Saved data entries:
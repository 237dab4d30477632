use serde::{Deserialize, Serialize};

/// Rows per page requested by every table.
pub const DEFAULT_PAGE_SIZE: u32 = 5;

/// Upper bound accepted by [`ListQuery::validated`].
pub const MAX_PAGE_SIZE: u32 = 100;

// ============ Pagination ============

/// Pagination block of a list response.
///
/// `currentPage` comes back from the server. The invariant `1 <= currentPage <= totalPages`
/// is maintained by [`crate::services::ResourceTable`], not by the server.
#[derive(Debug, Clone, Copy, PartialEq, Eq, Serialize, Deserialize)]
#[serde(rename_all = "camelCase")]
pub struct PaginationMeta {
    #[serde(default)]
    pub total_items: u32,
    #[serde(default)]
    pub total_pages: u32,
    #[serde(default = "first_page")]
    pub current_page: u32,
    #[serde(rename = "itemPerPage", alias = "itemsPerPage", default = "default_page_size")]
    pub items_per_page: u32,
}

fn first_page() -> u32 {
    1
}

fn default_page_size() -> u32 {
    DEFAULT_PAGE_SIZE
}

impl PaginationMeta {
    /// Total pages, never below 1.
    pub fn page_count(&self) -> u32 {
        self.total_pages.max(1)
    }

    /// `(start, end)` for the "Showing {start}-{end} of {total} results" footer.
    pub fn showing_range(&self) -> (u32, u32) {
        if self.total_items == 0 {
            return (0, 0);
        }
        let page = self.current_page.max(1);
        let start = (page - 1)
            .saturating_mul(self.items_per_page)
            .saturating_add(1);
        let end = page
            .saturating_mul(self.items_per_page)
            .min(self.total_items);
        (start.min(end), end)
    }
}

/// Query for a list endpoint.
#[derive(Debug, Clone, PartialEq, Eq, Serialize, Deserialize)]
pub struct ListQuery {
    /// Page number (1-indexed).
    pub page: u32,
    pub limit: u32,
    #[serde(skip_serializing_if = "Option::is_none")]
    pub search: Option<String>,
}

impl Default for ListQuery {
    fn default() -> Self {
        Self {
            page: 1,
            limit: DEFAULT_PAGE_SIZE,
            search: None,
        }
    }
}

impl ListQuery {
    /// Builds a query, dropping an empty or whitespace-only search term.
    pub fn new(page: u32, limit: u32, search: &str) -> Self {
        let search = search.trim();
        Self {
            page,
            limit,
            search: (!search.is_empty()).then(|| search.to_string()),
        }
    }

    /// Clamp values to valid ranges.
    ///
    /// - `page` is clamped to `>= 1`
    /// - `limit` is clamped to `1..=MAX_PAGE_SIZE`
    #[must_use]
    pub fn validated(&self) -> Self {
        Self {
            page: self.page.max(1),
            limit: self.limit.clamp(1, MAX_PAGE_SIZE),
            search: self.search.clone(),
        }
    }

    /// Query-string pairs in the order the admin API expects.
    pub fn to_pairs(&self) -> Vec<(&'static str, String)> {
        let mut pairs = vec![("page", self.page.to_string()), ("limit", self.limit.to_string())];
        if let Some(search) = &self.search {
            pairs.push(("search", search.clone()));
        }
        pairs
    }
}

/// One page of a collection.
#[derive(Debug, Clone, PartialEq, Eq, Serialize, Deserialize)]
pub struct ListPage<T> {
    pub items: Vec<T>,
    pub pagination: PaginationMeta,
}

What is being asked:
For each line above that includes "Option", make a copy.

Result of this task:
    #[serde(skip_serializing_if = "Option::is_none")]
    pub search: Option<String>,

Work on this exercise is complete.